Lexicon of Hungarian Immigrant Authors

The term immigrant refers to authors and writers who left Hungary for a period of time, living and working abroad. The entries refer to this period of their career. Datasets include information on the higher education of the person in question, the date of departure from Hungary, the name of the destination country/countries, the states of the scholarly and/or public career, prizes and awards received, the institutes/societies in which s/he held membership, and the publication sources and the alias names used in them.

Awards and Awarded Personae

The only Hungarian database of phaleristics consists of the names of awards and prizes of Hungarian relevance, made after 1945, as well as the names of the holders of these. The data collection is not confined to cultural awards but includes awards of other domains as well. The entries also contain the awarding entity, the place and date of the establishment of the award, and its history.
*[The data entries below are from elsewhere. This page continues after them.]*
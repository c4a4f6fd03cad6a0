mod engine;
mod mirror;

pub use engine::{CompletionSyncEngine, ToggleOutcome};
pub use mirror::{rebuild, reconcile, CompletionMirror, PendingChange, RemoteOutcome};
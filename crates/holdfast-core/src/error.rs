//! Core error types for holdfast-core.
//!
//! Every failure in this crate degrades to a visible message; none of these
//! errors is fatal to the process. The hierarchy mirrors the three failure
//! families the pipeline distinguishes: permission errors on the camera,
//! capture precondition errors, and remote-call errors.

use std::path::PathBuf;
use thiserror::Error;

/// Core error type for holdfast-core.
#[derive(Error, Debug)]
pub enum CoreError {
    /// Remote store, blob store or transform errors
    #[error("Remote error: {0}")]
    Remote(#[from] RemoteError),

    /// Camera and encoding errors
    #[error("Capture error: {0}")]
    Capture(#[from] CaptureError),

    /// Upload lifecycle errors
    #[error("Upload error: {0}")]
    Upload(#[from] UploadError),

    /// Configuration-related errors
    #[error("Configuration error: {0}")]
    Config(#[from] ConfigError),

    /// Local database errors
    #[error("Database error: {0}")]
    Database(#[from] DatabaseError),

    /// IO errors
    #[error("IO error: {0}")]
    Io(#[from] std::io::Error),

    /// Serialization/deserialization errors
    #[error("JSON error: {0}")]
    Json(#[from] serde_json::Error),
}

/// Errors returned by the remote collaborators (task store, blob store,
/// image transform).
#[derive(Error, Debug, Clone, PartialEq, Eq)]
pub enum RemoteError {
    /// The request never produced an HTTP response.
    #[error("transport failure: {0}")]
    Transport(String),

    /// The server answered with a non-success status.
    #[error("HTTP {status}: {body}")]
    Status { status: u16, body: String },

    /// The response body did not have the expected shape.
    #[error("unexpected response: {0}")]
    Decode(String),

    /// No base URL or credentials configured.
    #[error("remote store not configured: {0}")]
    NotConfigured(String),
}

impl From<reqwest::Error> for RemoteError {
    fn from(err: reqwest::Error) -> Self {
        if err.is_decode() {
            RemoteError::Decode(err.to_string())
        } else {
            RemoteError::Transport(err.to_string())
        }
    }
}

impl From<url::ParseError> for RemoteError {
    fn from(err: url::ParseError) -> Self {
        RemoteError::NotConfigured(format!("invalid base URL: {err}"))
    }
}

/// Camera acquisition and frame capture errors.
#[derive(Error, Debug, Clone, PartialEq, Eq)]
pub enum CaptureError {
    /// The user or the platform refused camera access.
    #[error("camera permission denied: {0}")]
    PermissionDenied(String),

    /// No matching device, or the device went away mid-stream.
    #[error("camera unavailable: {0}")]
    DeviceUnavailable(String),

    /// The frame could not be turned into a compressed image.
    #[error("failed to encode frame: {0}")]
    Encode(String),

    /// Capture was attempted without a live stream.
    #[error("no live stream to capture from")]
    NotLive,
}

/// Upload lifecycle errors.
#[derive(Error, Debug, Clone, PartialEq, Eq)]
pub enum UploadError {
    /// Only one upload may ever start per capture session.
    #[error("an upload was already started for this capture")]
    AlreadyStarted,
}

/// Configuration-specific errors.
#[derive(Error, Debug)]
pub enum ConfigError {
    /// Failed to load configuration
    #[error("Failed to load configuration from {path}: {message}")]
    LoadFailed { path: PathBuf, message: String },

    /// Failed to save configuration
    #[error("Failed to save configuration to {path}: {message}")]
    SaveFailed { path: PathBuf, message: String },

    /// Invalid configuration value
    #[error("Invalid configuration value for '{key}': {message}")]
    InvalidValue { key: String, message: String },

    /// Dotted key does not name a configuration field
    #[error("unknown config key: {0}")]
    UnknownKey(String),

    /// Failed to parse configuration
    #[error("Failed to parse configuration: {0}")]
    ParseFailed(String),

    /// Data directory could not be resolved or created
    #[error("Data directory unavailable: {0}")]
    DataDir(String),
}

/// Database-specific errors.
#[derive(Error, Debug)]
pub enum DatabaseError {
    /// Failed to open database connection
    #[error("Failed to open database at {path}: {source}")]
    OpenFailed {
        path: PathBuf,
        #[source]
        source: rusqlite::Error,
    },

    /// Query execution failed
    #[error("Query failed: {0}")]
    QueryFailed(String),

    /// Database is locked
    #[error("Database is locked")]
    Locked,
}

impl From<rusqlite::Error> for DatabaseError {
    fn from(err: rusqlite::Error) -> Self {
        match &err {
            rusqlite::Error::SqliteFailure(code, _msg) => {
                if code.code == rusqlite::ErrorCode::DatabaseLocked {
                    DatabaseError::Locked
                } else {
                    DatabaseError::QueryFailed(err.to_string())
                }
            }
            _ => DatabaseError::QueryFailed(err.to_string()),
        }
    }
}

impl From<rusqlite::Error> for CoreError {
    fn from(err: rusqlite::Error) -> Self {
        CoreError::Database(err.into())
    }
}

/// Result type alias for CoreError
pub type Result<T, E = CoreError> = std::result::Result<T, E>;

#[cfg(test)]
mod tests {
    use super::*;

    #[test]
    fn remote_status_message_includes_code() {
        let err = RemoteError::Status {
            status: 503,
            body: "unavailable".into(),
        };
        assert_eq!(err.to_string(), "HTTP 503: unavailable");
    }

    #[test]
    fn capture_error_converts_into_core_error() {
        let err: CoreError = CaptureError::PermissionDenied("NotAllowedError".into()).into();
        assert!(matches!(err, CoreError::Capture(CaptureError::PermissionDenied(_))));
    }

    #[test]
    fn locked_sqlite_maps_to_locked() {
        let raw = rusqlite::Error::SqliteFailure(
            rusqlite::ffi::Error::new(rusqlite::ffi::SQLITE_LOCKED),
            None,
        );
        assert!(matches!(DatabaseError::from(raw), DatabaseError::Locked));
    }
}
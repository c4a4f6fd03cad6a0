//! TOML-based application configuration.
//!
//! Sections:
//! - `gesture`: hold and decay windows, tick interval
//! - `capture`: auto-capture delay, camera resolution, JPEG quality, caption
//! - `upload`: blob bucket and the close delay after success
//! - `remote`: backend URL, API key, table names
//!
//! Configuration is stored at `~/.config/holdfast/config.toml`.

use std::path::{Path, PathBuf};

use serde::{Deserialize, Serialize};

use super::data_dir;
use crate::capture::CaptureConfig;
use crate::error::ConfigError;
use crate::gesture::GestureConfig;
use crate::remote::RemoteConfig;
use crate::upload::UploadConfig;

/// Overrides `remote.api_key` without writing it to disk.
pub const API_KEY_ENV: &str = "HOLDFAST_API_KEY";

/// Application configuration.
///
/// Serialized to/from TOML at `~/.config/holdfast/config.toml`.
#[derive(Debug, Clone, Default, PartialEq, Serialize, Deserialize)]
pub struct Config {
    #[serde(default)]
    pub gesture: GestureConfig,
    #[serde(default)]
    pub capture: CaptureConfig,
    #[serde(default)]
    pub upload: UploadConfig,
    #[serde(default)]
    pub remote: RemoteConfig,
}

impl Config {
    fn get_json_value_by_path<'a>(
        root: &'a serde_json::Value,
        key: &str,
    ) -> Option<&'a serde_json::Value> {
        if key.is_empty() {
            return None;
        }

        let mut current = root;
        for part in key.split('.') {
            current = current.get(part)?;
        }
        Some(current)
    }

    fn set_json_value_by_path(
        root: &mut serde_json::Value,
        key: &str,
        value: &str,
    ) -> Result<(), ConfigError> {
        let unknown = || ConfigError::UnknownKey(key.to_string());
        let invalid = |message: String| ConfigError::InvalidValue {
            key: key.to_string(),
            message,
        };

        if key.is_empty() {
            return Err(unknown());
        }
        let mut parts = key.split('.').peekable();

        let mut current = root;
        while let Some(part) = parts.next() {
            let is_leaf = parts.peek().is_none();
            if is_leaf {
                let obj = current.as_object_mut().ok_or_else(unknown)?;
                let existing = obj.get(part).ok_or_else(unknown)?;

                let new_value = match existing {
                    serde_json::Value::Bool(_) => serde_json::Value::Bool(
                        value
                            .parse::<bool>()
                            .map_err(|e| invalid(e.to_string()))?,
                    ),
                    serde_json::Value::Number(_) => value
                        .parse::<u64>()
                        .map(|n| serde_json::Value::Number(n.into()))
                        .map_err(|_| invalid(format!("cannot parse '{value}' as number")))?,
                    serde_json::Value::Object(_) | serde_json::Value::Array(_) => {
                        serde_json::from_str(value).map_err(|e| invalid(e.to_string()))?
                    }
                    _ => serde_json::Value::String(value.into()),
                };

                obj.insert(part.to_string(), new_value);
                return Ok(());
            }

            current = current.get_mut(part).ok_or_else(unknown)?;
        }

        Err(unknown())
    }

    pub fn path() -> Result<PathBuf, ConfigError> {
        Ok(data_dir()?.join("config.toml"))
    }

    /// Load from the data directory, writing defaults if no file exists.
    ///
    /// # Errors
    ///
    /// Returns an error if the config file exists but cannot be parsed or
    /// validated, or if the default config cannot be written to disk.
    pub fn load() -> Result<Self, ConfigError> {
        Self::load_from(&Self::path()?)
    }

    pub fn load_from(path: &Path) -> Result<Self, ConfigError> {
        match std::fs::read_to_string(path) {
            Ok(content) => {
                let cfg: Config =
                    toml::from_str(&content).map_err(|e| ConfigError::LoadFailed {
                        path: path.to_path_buf(),
                        message: e.to_string(),
                    })?;
                cfg.validate()?;
                Ok(cfg)
            }
            Err(err) if err.kind() == std::io::ErrorKind::NotFound => {
                let cfg = Self::default();
                cfg.save_to(path)?;
                Ok(cfg)
            }
            Err(err) => Err(ConfigError::LoadFailed {
                path: path.to_path_buf(),
                message: err.to_string(),
            }),
        }
    }

    /// Persist to the data directory.
    pub fn save(&self) -> Result<(), ConfigError> {
        self.save_to(&Self::path()?)
    }

    pub fn save_to(&self, path: &Path) -> Result<(), ConfigError> {
        let save_failed = |message: String| ConfigError::SaveFailed {
            path: path.to_path_buf(),
            message,
        };
        let content = toml::to_string_pretty(self).map_err(|e| save_failed(e.to_string()))?;
        std::fs::write(path, content).map_err(|e| save_failed(e.to_string()))
    }

    /// Get a config value as string by dot-separated key.
    pub fn get(&self, key: &str) -> Option<String> {
        let json = serde_json::to_value(self).ok()?;
        let val = Self::get_json_value_by_path(&json, key)?;
        match val {
            serde_json::Value::String(s) => Some(s.clone()),
            other => Some(other.to_string()),
        }
    }

    /// Set a value by dot-separated key, keeping the existing value's type.
    /// Does not save.
    ///
    /// # Errors
    ///
    /// Returns an error if the key is unknown, the value cannot be parsed,
    /// or the resulting config fails validation.
    pub fn set(&mut self, key: &str, value: &str) -> Result<(), ConfigError> {
        let mut json =
            serde_json::to_value(&*self).map_err(|e| ConfigError::ParseFailed(e.to_string()))?;
        Self::set_json_value_by_path(&mut json, key, value)?;
        let updated: Config = serde_json::from_value(json).map_err(|e| ConfigError::InvalidValue {
            key: key.to_string(),
            message: e.to_string(),
        })?;
        updated.validate()?;
        *self = updated;
        Ok(())
    }

    /// Reject durations of zero and JPEG quality outside 1..=100.
    pub fn validate(&self) -> Result<(), ConfigError> {
        let positive = [
            ("gesture.hold_ms", self.gesture.hold_ms),
            ("gesture.decay_ms", self.gesture.decay_ms),
            ("gesture.tick_ms", self.gesture.tick_ms),
            ("capture.auto_capture_ms", self.capture.auto_capture_ms),
            ("capture.ideal_width", u64::from(self.capture.ideal_width)),
            ("capture.ideal_height", u64::from(self.capture.ideal_height)),
            ("upload.close_delay_ms", self.upload.close_delay_ms),
            ("remote.timeout_secs", self.remote.timeout_secs),
        ];
        if let Some((key, _)) = positive.iter().find(|(_, v)| *v == 0) {
            return Err(ConfigError::InvalidValue {
                key: (*key).to_string(),
                message: "must be greater than zero".into(),
            });
        }
        if !(1..=100).contains(&self.capture.jpeg_quality) {
            return Err(ConfigError::InvalidValue {
                key: "capture.jpeg_quality".into(),
                message: format!("{} is outside 1..=100", self.capture.jpeg_quality),
            });
        }
        if self.upload.bucket.trim().is_empty() {
            return Err(ConfigError::InvalidValue {
                key: "upload.bucket".into(),
                message: "must not be empty".into(),
            });
        }
        Ok(())
    }

    /// Remote settings with the API key taken from the environment if set.
    pub fn resolved_remote(&self) -> RemoteConfig {
        let mut remote = self.remote.clone();
        if let Ok(key) = std::env::var(API_KEY_ENV) {
            if !key.is_empty() {
                remote.api_key = key;
            }
        }
        remote
    }

    /// Load from disk, returning default on error.
    /// This is a convenience method that never fails.
    pub fn load_or_default() -> Self {
        Self::load().unwrap_or_default()
    }
}

#[cfg(test)]
mod tests {
    use super::*;

    #[test]
    fn default_config_roundtrip() {
        let cfg = Config::default();
        let toml_str = toml::to_string_pretty(&cfg).unwrap();
        let parsed: Config = toml::from_str(&toml_str).unwrap();
        assert_eq!(parsed, cfg);
        assert_eq!(parsed.gesture.hold_ms, 5_000);
        assert_eq!(parsed.upload.bucket, "panic_images");
    }

    #[test]
    fn partial_file_fills_defaults() {
        let parsed: Config = toml::from_str("[gesture]\nhold_ms = 3000\n").unwrap();
        assert_eq!(parsed.gesture.hold_ms, 3_000);
        assert_eq!(parsed.gesture.decay_ms, 2_500);
        assert_eq!(parsed.capture.jpeg_quality, 80);
        assert_eq!(parsed.remote.tasks_table, "habits");
    }

    #[test]
    fn get_supports_dot_path_keys() {
        let cfg = Config::default();
        assert_eq!(cfg.get("gesture.decay_ms").as_deref(), Some("2500"));
        assert_eq!(cfg.get("upload.bucket").as_deref(), Some("panic_images"));
        assert!(cfg.get("gesture.missing_key").is_none());
        assert!(cfg.get("").is_none());
    }

    #[test]
    fn set_updates_nested_number() {
        let mut cfg = Config::default();
        cfg.set("capture.jpeg_quality", "65").unwrap();
        assert_eq!(cfg.capture.jpeg_quality, 65);
    }

    #[test]
    fn set_updates_string_and_optional() {
        let mut cfg = Config::default();
        cfg.set("remote.base_url", "https://example.supabase.co").unwrap();
        cfg.set("remote.transform_function", "punish").unwrap();
        assert_eq!(cfg.remote.base_url, "https://example.supabase.co");
        assert_eq!(cfg.remote.transform_function.as_deref(), Some("punish"));
    }

    #[test]
    fn set_rejects_unknown_key() {
        let mut cfg = Config::default();
        let err = cfg.set("gesture.nonexistent", "1").unwrap_err();
        assert!(matches!(err, ConfigError::UnknownKey(_)));
    }

    #[test]
    fn set_rejects_invalid_type() {
        let mut cfg = Config::default();
        let err = cfg.set("gesture.hold_ms", "forever").unwrap_err();
        assert!(matches!(err, ConfigError::InvalidValue { .. }));
        assert_eq!(cfg.gesture.hold_ms, 5_000);
    }

    #[test]
    fn validation_rejects_zero_durations_and_bad_quality() {
        let mut cfg = Config::default();
        assert!(cfg.set("gesture.decay_ms", "0").is_err());
        assert!(cfg.set("capture.jpeg_quality", "101").is_err());
        assert!(cfg.set("capture.jpeg_quality", "0").is_err());
        assert_eq!(cfg, Config::default());
    }
}
mod queue;

pub use queue::{Fired, TimerId, TimerQueue, TimerSlot};

/// Wall-clock time in epoch milliseconds.
pub fn now_ms() -> u64 {
    std::time::SystemTime::now()
        .duration_since(std::time::UNIX_EPOCH)
        .unwrap_or_default()
        .as_millis() as u64
}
Our person name authority records do not solely consist of the requested normalized data elements, but further metadata such as occupation, and exact date and place of birth and death. Our rich datasets also include references to the data-source and, where applicable, the list of awarded prizes. We also indicate the relatives of the person in question. This data is available to be published on the semantic web.
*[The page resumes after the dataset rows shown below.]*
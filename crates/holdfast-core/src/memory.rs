//! In-process collaborators: a habit/blob store, a synthetic camera and a
//! frame cache. Used by the simulator and by tests.

use std::collections::BTreeMap;
use std::sync::atomic::{AtomicBool, AtomicUsize, Ordering};
use std::sync::{Arc, Mutex, MutexGuard, PoisonError};

use async_trait::async_trait;
use chrono::NaiveDate;

use crate::capture::{FrameCache, Frame, MediaDevices, MediaStream, StreamConstraints};
use crate::error::{CaptureError, CoreError, RemoteError};
use crate::remote::{BlobStore, HabitStore, ImageTransform, StoreReceipt};
use crate::task::{CompletionRecord, Task, TaskId};

fn lock<T>(m: &Mutex<T>) -> MutexGuard<'_, T> {
    m.lock().unwrap_or_else(PoisonError::into_inner)
}

// ── Store ────────────────────────────────────────────────────────────

/// A stored blob.
#[derive(Debug, Clone, PartialEq, Eq)]
pub struct StoredBlob {
    pub bucket: String,
    pub name: String,
    pub bytes: Vec<u8>,
}

/// Habit store, blob store and image transform backed by process memory.
///
/// Each remote family can be made to fail independently. Every call is
/// counted, failed or not.
#[derive(Debug)]
pub struct MemoryStore {
    today: NaiveDate,
    tasks: Mutex<Vec<Task>>,
    completions: Mutex<Vec<CompletionRecord>>,
    blobs: Mutex<Vec<StoredBlob>>,
    next_record: AtomicUsize,

    fail_fetch: AtomicBool,
    fail_writes: AtomicBool,
    fail_store: AtomicBool,
    reject_store: AtomicBool,
    fail_transform: AtomicBool,

    fetch_calls: AtomicUsize,
    insert_calls: AtomicUsize,
    delete_calls: AtomicUsize,
    store_calls: AtomicUsize,
    transform_calls: AtomicUsize,
}

impl Default for MemoryStore {
    fn default() -> Self {
        Self::with_tasks(Vec::new())
    }
}

impl MemoryStore {
    /// Tasks marked `completed_today` get a completion record dated today.
    pub fn with_tasks(tasks: Vec<Task>) -> Self {
        let today = chrono::Local::now().date_naive();
        let completions = tasks
            .iter()
            .filter(|t| t.completed_today)
            .enumerate()
            .map(|(i, t)| CompletionRecord {
                id: format!("seed-{i}"),
                task_id: t.id.clone(),
                completed_on: today,
            })
            .collect();
        Self {
            today,
            tasks: Mutex::new(tasks),
            completions: Mutex::new(completions),
            blobs: Mutex::new(Vec::new()),
            next_record: AtomicUsize::new(1),
            fail_fetch: AtomicBool::new(false),
            fail_writes: AtomicBool::new(false),
            fail_store: AtomicBool::new(false),
            reject_store: AtomicBool::new(false),
            fail_transform: AtomicBool::new(false),
            fetch_calls: AtomicUsize::new(0),
            insert_calls: AtomicUsize::new(0),
            delete_calls: AtomicUsize::new(0),
            store_calls: AtomicUsize::new(0),
            transform_calls: AtomicUsize::new(0),
        }
    }

    pub fn today(&self) -> NaiveDate {
        self.today
    }

    pub fn add_task(&self, task: Task) {
        lock(&self.tasks).push(task);
    }

    // ── Failure injection ──

    pub fn fail_fetch(&self, on: bool) {
        self.fail_fetch.store(on, Ordering::SeqCst);
    }

    /// Inserts and deletes fail with a transport error.
    pub fn fail_writes(&self, on: bool) {
        self.fail_writes.store(on, Ordering::SeqCst);
    }

    pub fn fail_store(&self, on: bool) {
        self.fail_store.store(on, Ordering::SeqCst);
    }

    /// Stores answer with `success: false` instead of an error.
    pub fn reject_store(&self, on: bool) {
        self.reject_store.store(on, Ordering::SeqCst);
    }

    pub fn fail_transform(&self, on: bool) {
        self.fail_transform.store(on, Ordering::SeqCst);
    }

    // ── Inspection ──

    pub fn fetch_calls(&self) -> usize {
        self.fetch_calls.load(Ordering::SeqCst)
    }

    pub fn insert_calls(&self) -> usize {
        self.insert_calls.load(Ordering::SeqCst)
    }

    pub fn delete_calls(&self) -> usize {
        self.delete_calls.load(Ordering::SeqCst)
    }

    pub fn store_calls(&self) -> usize {
        self.store_calls.load(Ordering::SeqCst)
    }

    pub fn transform_calls(&self) -> usize {
        self.transform_calls.load(Ordering::SeqCst)
    }

    /// Completion records dated today for `task_id`.
    pub fn completions_for(&self, task_id: &TaskId) -> usize {
        lock(&self.completions)
            .iter()
            .filter(|r| &r.task_id == task_id && r.completed_on == self.today)
            .count()
    }

    pub fn blobs(&self) -> Vec<StoredBlob> {
        lock(&self.blobs).clone()
    }

    fn offline(what: &str) -> RemoteError {
        RemoteError::Transport(format!("{what}: simulated outage"))
    }
}

#[async_trait]
impl HabitStore for MemoryStore {
    async fn fetch_tasks(&self) -> Result<Vec<Task>, RemoteError> {
        self.fetch_calls.fetch_add(1, Ordering::SeqCst);
        if self.fail_fetch.load(Ordering::SeqCst) {
            return Err(Self::offline("fetch"));
        }
        let completions = lock(&self.completions);
        let tasks = lock(&self.tasks)
            .iter()
            .map(|t| Task {
                completed_today: completions
                    .iter()
                    .any(|r| r.task_id == t.id && r.completed_on == self.today),
                ..t.clone()
            })
            .collect();
        Ok(tasks)
    }

    async fn insert_completion(&self, task_id: &TaskId) -> Result<CompletionRecord, RemoteError> {
        self.insert_calls.fetch_add(1, Ordering::SeqCst);
        if self.fail_writes.load(Ordering::SeqCst) {
            return Err(Self::offline("insert"));
        }
        let n = self.next_record.fetch_add(1, Ordering::SeqCst);
        let record = CompletionRecord {
            id: n.to_string(),
            task_id: task_id.clone(),
            completed_on: self.today,
        };
        lock(&self.completions).push(record.clone());
        Ok(record)
    }

    async fn delete_today(&self, task_id: &TaskId) -> Result<u64, RemoteError> {
        self.delete_calls.fetch_add(1, Ordering::SeqCst);
        if self.fail_writes.load(Ordering::SeqCst) {
            return Err(Self::offline("delete"));
        }
        let mut completions = lock(&self.completions);
        let before = completions.len();
        completions.retain(|r| !(&r.task_id == task_id && r.completed_on == self.today));
        Ok((before - completions.len()) as u64)
    }
}

#[async_trait]
impl BlobStore for MemoryStore {
    async fn store(&self, bytes: &[u8], bucket: &str) -> Result<StoreReceipt, RemoteError> {
        self.store_calls.fetch_add(1, Ordering::SeqCst);
        if self.fail_store.load(Ordering::SeqCst) {
            return Err(Self::offline("store"));
        }
        if self.reject_store.load(Ordering::SeqCst) {
            return Ok(StoreReceipt {
                success: false,
                url: None,
            });
        }
        let mut blobs = lock(&self.blobs);
        let name = format!("panic_{}.jpg", blobs.len() + 1);
        let url = format!("memory://{bucket}/{name}");
        blobs.push(StoredBlob {
            bucket: bucket.to_string(),
            name,
            bytes: bytes.to_vec(),
        });
        Ok(StoreReceipt {
            success: true,
            url: Some(url),
        })
    }
}

#[async_trait]
impl ImageTransform for MemoryStore {
    async fn transform(&self, image_url: &str, context: &str) -> Result<String, RemoteError> {
        let n = self.transform_calls.fetch_add(1, Ordering::SeqCst) + 1;
        if self.fail_transform.load(Ordering::SeqCst) {
            return Err(Self::offline("transform"));
        }
        tracing::debug!(image_url, context, "synthetic transform");
        Ok(format!("memory://punishments/{n}.jpg"))
    }
}

// ── Camera ───────────────────────────────────────────────────────────

/// Shared count of `stop_tracks` calls that actually stopped something.
#[derive(Debug, Clone, Default)]
pub struct StopCounter(Arc<AtomicUsize>);

impl StopCounter {
    pub fn get(&self) -> usize {
        self.0.load(Ordering::SeqCst)
    }

    fn bump(&self) {
        self.0.fetch_add(1, Ordering::SeqCst);
    }
}

/// Single-track stream producing a gradient frame.
#[derive(Debug)]
pub struct SyntheticStream {
    width: u32,
    height: u32,
    stopped: bool,
    stops: StopCounter,
}

impl SyntheticStream {
    pub fn new(width: u32, height: u32) -> Self {
        Self::with_counter(width, height, StopCounter::default())
    }

    fn with_counter(width: u32, height: u32, stops: StopCounter) -> Self {
        Self {
            width,
            height,
            stopped: false,
            stops,
        }
    }

    pub fn stop_counter(&self) -> StopCounter {
        self.stops.clone()
    }
}

impl MediaStream for SyntheticStream {
    fn video_dimensions(&self) -> (u32, u32) {
        if self.stopped {
            (0, 0)
        } else {
            (self.width, self.height)
        }
    }

    fn current_frame(&mut self) -> Option<Frame> {
        if self.stopped || self.width == 0 || self.height == 0 {
            return None;
        }
        Some(Frame::gradient(self.width, self.height))
    }

    fn stop_tracks(&mut self) -> usize {
        if std::mem::replace(&mut self.stopped, true) {
            return 0;
        }
        self.stops.bump();
        1
    }
}

/// Camera that grants synthetic streams, or refuses them when denied.
#[derive(Debug)]
pub struct SyntheticCamera {
    width: u32,
    height: u32,
    deny: AtomicBool,
    unavailable: AtomicBool,
    requests: AtomicUsize,
    stops: StopCounter,
}

impl Default for SyntheticCamera {
    fn default() -> Self {
        Self::new(640, 480)
    }
}

impl SyntheticCamera {
    pub fn new(width: u32, height: u32) -> Self {
        Self {
            width,
            height,
            deny: AtomicBool::new(false),
            unavailable: AtomicBool::new(false),
            requests: AtomicUsize::new(0),
            stops: StopCounter::default(),
        }
    }

    pub fn deny(&self, on: bool) {
        self.deny.store(on, Ordering::SeqCst);
    }

    pub fn unavailable(&self, on: bool) {
        self.unavailable.store(on, Ordering::SeqCst);
    }

    pub fn requests(&self) -> usize {
        self.requests.load(Ordering::SeqCst)
    }

    /// Stops across every stream this camera granted.
    pub fn stop_counter(&self) -> StopCounter {
        self.stops.clone()
    }
}

#[async_trait]
impl MediaDevices for SyntheticCamera {
    async fn request_stream(
        &self,
        constraints: &StreamConstraints,
    ) -> Result<Box<dyn MediaStream>, CaptureError> {
        self.requests.fetch_add(1, Ordering::SeqCst);
        if self.deny.load(Ordering::SeqCst) {
            return Err(CaptureError::PermissionDenied("NotAllowedError".into()));
        }
        if self.unavailable.load(Ordering::SeqCst) {
            return Err(CaptureError::DeviceUnavailable("no matching device".into()));
        }
        tracing::debug!(?constraints, "synthetic stream granted");
        Ok(Box::new(SyntheticStream::with_counter(
            self.width,
            self.height,
            self.stops.clone(),
        )))
    }
}

// ── Frame cache ──────────────────────────────────────────────────────

#[derive(Debug, Default)]
pub struct MemoryFrameCache {
    entries: Mutex<BTreeMap<String, String>>,
}

impl MemoryFrameCache {
    pub fn get(&self, key: &str) -> Option<String> {
        lock(&self.entries).get(key).cloned()
    }

    pub fn keys(&self) -> Vec<String> {
        lock(&self.entries).keys().cloned().collect()
    }

    pub fn len(&self) -> usize {
        lock(&self.entries).len()
    }

    pub fn is_empty(&self) -> bool {
        lock(&self.entries).is_empty()
    }
}

impl FrameCache for MemoryFrameCache {
    fn put(&self, key: &str, data_url: &str) -> Result<(), CoreError> {
        lock(&self.entries).insert(key.to_string(), data_url.to_string());
        Ok(())
    }
}

#[cfg(test)]
mod tests {
    use super::*;

    #[tokio::test]
    async fn fetch_derives_completed_today_from_records() {
        let store = MemoryStore::with_tasks(vec![Task::new("a", "A"), Task::new("b", "B").completed()]);
        store.insert_completion(&"a".into()).await.unwrap();
        let tasks = store.fetch_tasks().await.unwrap();
        assert!(tasks.iter().all(|t| t.completed_today));

        assert_eq!(store.delete_today(&"b".into()).await.unwrap(), 1);
        let tasks = store.fetch_tasks().await.unwrap();
        assert!(!tasks[1].completed_today);
    }

    #[tokio::test]
    async fn injected_failures_are_counted() {
        let store = MemoryStore::default();
        store.fail_writes(true);
        assert!(store.insert_completion(&"a".into()).await.is_err());
        assert!(store.delete_today(&"a".into()).await.is_err());
        assert_eq!(store.insert_calls(), 1);
        assert_eq!(store.delete_calls(), 1);
    }

    #[tokio::test]
    async fn store_and_reject() {
        let store = MemoryStore::default();
        let receipt = store.store(&[1, 2, 3], "panic_images").await.unwrap();
        assert!(receipt.success);
        assert_eq!(receipt.url.as_deref(), Some("memory://panic_images/panic_1.jpg"));

        store.reject_store(true);
        let receipt = store.store(&[1], "panic_images").await.unwrap();
        assert!(!receipt.success);
        assert_eq!(store.blobs().len(), 1);
    }

    #[tokio::test]
    async fn camera_denial_and_shared_stop_count() {
        let camera = SyntheticCamera::new(32, 24);
        let mut stream = camera
            .request_stream(&StreamConstraints::default())
            .await
            .unwrap();
        assert_eq!(stream.video_dimensions(), (32, 24));
        assert_eq!(stream.stop_tracks(), 1);
        assert_eq!(stream.stop_tracks(), 0);
        assert_eq!(camera.stop_counter().get(), 1);

        camera.deny(true);
        let err = camera
            .request_stream(&StreamConstraints::default())
            .await
            .err()
            .unwrap();
        assert!(matches!(err, CaptureError::PermissionDenied(_)));
        assert_eq!(camera.requests(), 2);
    }
}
To show the complexity of our namespace, we created a dataset of 30,000 authority personal name records which have 300,000 bibliographic record connections in the library catalogue of PIM.

Model of PIM authority records of person names

Our records follow this architecture:

001 RecordID
005 20160309083045.0
090 __ a Database
100 1_ a Personal name heading, Surname
j Forename
b Regal numeration
g Title of nobility
c Noble rank/Titles and other words associated with a name
d Birth date/ Death date
m Name suffix
400 __ a Name variant(s)
d Name variant(s) date
o Name variant explanation(pseudonym)
t Note
500 1_ a Relationship: Personal name heading, Surname
j Forename
b Regnal number
g Title of nobility
c Noble rank/Titles and other words associated with a name
d Birth date/ Death date
m Name suffix
o Relationship (mother, daughter)
667 __ a Occupation
668 __ b Occupation note
678 __ a Biography note
856 __ f Picture
u URL
900 __ a Exact birth of date
901 __ a Date of baptism
902 __ a Place of birth
9 Place of birth note
904 __ a County of birth
905 __ a Exact death of date
906 __ a Place of death
9 Place of death note
908 __ a Country of death
9 Country of death note
909 __ a Age of death
910 __ a Day of the funeral
911 __ a Cementery
912 __ a Parcel
921 __ a Home
922 __ a Gender
923 __ a Religion
924 __ a Walk of life date (marriage, degree, divorce)
925 __ a University education (years)
926 __ a Faculty
927 __ a Academic degree
928 __ a Membership
930 __ a Publication
931 __ a Translation
940 __ a Data source
942 __ a Birth data source
943 __ a Death data source
960 __ 4 Prize/Title type
a Prize/Title
d Prize/Title year

Collection Management System in the Petőfi Literary Museum

The Qulto Integrated Collection Management System was originally written for library automation, especially for medium size special libraries. Research institutes, museums, and high schools have bought it for their libraries. Museums have begun to use it also as an automated inventory system. So its role has been to be not only a computerized catalogue system but to record and contain factographic information and additional data as well.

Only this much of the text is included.